• [Prompt]: Find every line in the records below that contains "expected", and copy it.

• [Dataset items]:

___

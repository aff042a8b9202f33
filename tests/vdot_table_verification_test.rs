// ABOUTME: Verification tests comparing VDOT predictions against Jack Daniels' VDOT tables
// ABOUTME: Tests accuracy of performance prediction implementation with known reference values
//
// Licensed under either of Apache License, Version 2.0 or MIT License at your option.
// Copyright ©2025 Async-IO.org

use pierre_mcp_server::intelligence::PerformancePredictor;

/// Test VDOT 50 predictions against Jack Daniels' VDOT tables
///
/// Reference values from Jack Daniels' Running Formula (3rd Edition):
/// VDOT 50:
/// - 5K: 19:31 (1171 seconds)
/// - 10K: 40:31 (2431 seconds)
/// - Half Marathon: 1:30:00 (5400 seconds)
/// - Marathon: 3:08:00 (11280 seconds)
#[test]
fn test_vdot_50_against_daniels_tables() {
    let vdot = 50.0;

    // Get predictions from our implementation
    let time_5k = PerformancePredictor::predict_time_vdot(vdot, 5_000.0).unwrap();
    let time_10k = PerformancePredictor::predict_time_vdot(vdot, 10_000.0).unwrap();
    let time_half = PerformancePredictor::predict_time_vdot(vdot, 21_097.5).unwrap();
    let time_marathon = PerformancePredictor::predict_time_vdot(vdot, 42_195.0).unwrap();

    // Jack Daniels' reference times for VDOT 50
    let reference_5k = 1171.0;
    let reference_10k = 2431.0;
    let reference_half = 5400.0;
    let reference_marathon = 11_280.0;

    // Calculate percentage differences
    let diff_5k = ((time_5k - reference_5k).abs() / reference_5k) * 100.0;
    let diff_10k = ((time_10k - reference_10k).abs() / reference_10k) * 100.0;
    let diff_half = ((time_half - reference_half).abs() / reference_half) * 100.0;
    let diff_marathon = ((time_marathon - reference_marathon).abs() / reference_marathon) * 100.0;

    println!("\n=== VDOT 50 Verification ===");
    println!(
        "5K: {} (expected 19:31) - {:.1}% diff",
        PerformancePredictor::format_time(time_5k),
        diff_5k
    );
    println!(
        "10K: {} (expected 40:31) - {:.1}% diff",
        PerformancePredictor::format_time(time_10k),
        diff_10k
    );
    println!(
        "Half: {} (expected 1:30:00) - {:.1}% diff",
        PerformancePredictor::format_time(time_half),
        diff_half
    );
    println!(
        "Marathon: {} (expected 3:08:00) - {:.1}% diff",
        PerformancePredictor::format_time(time_marathon),
        diff_marathon
    );

    // All predictions should be within 6% of reference values
    // Note: Jack Daniels' tables use empirical adjustments, while our implementation
    // uses pure mathematical formulas. 6% tolerance is acceptable for race predictions.
    assert!(diff_5k < 6.0, "5K prediction off by {diff_5k:.1}%");
    assert!(diff_10k < 6.0, "10K prediction off by {diff_10k:.1}%");
    assert!(
        diff_half < 6.0,
        "Half marathon prediction off by {diff_half:.1}%"
    );
    assert!(
        diff_marathon < 6.0,
        "Marathon prediction off by {diff_marathon:.1}%"
    );
}

/// Test VDOT 60 predictions (faster runner)
///
/// Reference values for VDOT 60:
/// - 5K: 16:39 (999 seconds)
/// - 10K: 34:40 (2080 seconds)
/// - Marathon: 2:40:00 (9600 seconds)
#[test]
fn test_vdot_60_against_daniels_tables() {
    let vdot = 60.0;

    let time_5k = PerformancePredictor::predict_time_vdot(vdot, 5_000.0).unwrap();
    let time_10k = PerformancePredictor::predict_time_vdot(vdot, 10_000.0).unwrap();
    let time_marathon = PerformancePredictor::predict_time_vdot(vdot, 42_195.0).unwrap();

    let reference_5k = 999.0;
    let reference_10k = 2080.0;
    let reference_marathon = 9600.0;

    let diff_5k = ((time_5k - reference_5k).abs() / reference_5k) * 100.0;
    let diff_10k = ((time_10k - reference_10k).abs() / reference_10k) * 100.0;
    let diff_marathon = ((time_marathon - reference_marathon).abs() / reference_marathon) * 100.0;

    println!("\n=== VDOT 60 Verification ===");
    println!(
        "5K: {} (expected 16:39) - {:.1}% diff",
        PerformancePredictor::format_time(time_5k),
        diff_5k
    );
    println!(
        "10K: {} (expected 34:40) - {:.1}% diff",
        PerformancePredictor::format_time(time_10k),
        diff_10k
    );
    println!(
        "Marathon: {} (expected 2:40:00) - {:.1}% diff",
        PerformancePredictor::format_time(time_marathon),
        diff_marathon
    );

    assert!(diff_5k < 6.0, "5K prediction off by {diff_5k:.1}%");
    assert!(diff_10k < 6.0, "10K prediction off by {diff_10k:.1}%");
    assert!(
        diff_marathon < 6.0,
        "Marathon prediction off by {diff_marathon:.1}%"
    );
}

/// Test VDOT 40 predictions (recreational runner)
///
/// Reference values for VDOT 40:
/// - 5K: 24:44 (1484 seconds)
/// - 10K: 51:42 (3102 seconds)
/// - Marathon: 3:57:00 (14220 seconds)
#[test]
fn test_vdot_40_against_daniels_tables() {
    let vdot = 40.0;

    let time_5k = PerformancePredictor::predict_time_vdot(vdot, 5_000.0).unwrap();
    let time_10k = PerformancePredictor::predict_time_vdot(vdot, 10_000.0).unwrap();
    let time_marathon = PerformancePredictor::predict_time_vdot(vdot, 42_195.0).unwrap();

    let reference_5k = 1484.0;
    let reference_10k = 3102.0;
    let reference_marathon = 14_220.0;

    let diff_5k = ((time_5k - reference_5k).abs() / reference_5k) * 100.0;
    let diff_10k = ((time_10k - reference_10k).abs() / reference_10k) * 100.0;
    let diff_marathon = ((time_marathon - reference_marathon).abs() / reference_marathon) * 100.0;

    println!("\n=== VDOT 40 Verification ===");
    println!(
        "5K: {} (expected 24:44) - {:.1}% diff",
        PerformancePredictor::format_time(time_5k),
        diff_5k
    );
    println!(
        "10K: {} (expected 51:42) - {:.1}% diff",
        PerformancePredictor::format_time(time_10k),
        diff_10k
    );
    println!(
        "Marathon: {} (expected 3:57:00) - {:.1}% diff",
        PerformancePredictor::format_time(time_marathon),
        diff_marathon
    );

    assert!(diff_5k < 6.0, "5K prediction off by {diff_5k:.1}%");
    assert!(diff_10k < 6.0, "10K prediction off by {diff_10k:.1}%");
    assert!(
        diff_marathon < 6.0,
        "Marathon prediction off by {diff_marathon:.1}%"
    );
}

___

• [Answer]:
        "5K: {} (expected 19:31) - {:.1}% diff",
        "10K: {} (expected 40:31) - {:.1}% diff",
        "Half: {} (expected 1:30:00) - {:.1}% diff",
        "Marathon: {} (expected 3:08:00) - {:.1}% diff",
        "5K: {} (expected 16:39) - {:.1}% diff",
        "10K: {} (expected 34:40) - {:.1}% diff",
        "Marathon: {} (expected 2:40:00) - {:.1}% diff",
        "5K: {} (expected 24:44) - {:.1}% diff",
        "10K: {} (expected 51:42) - {:.1}% diff",
        "Marathon: {} (expected 3:57:00) - {:.1}% diff",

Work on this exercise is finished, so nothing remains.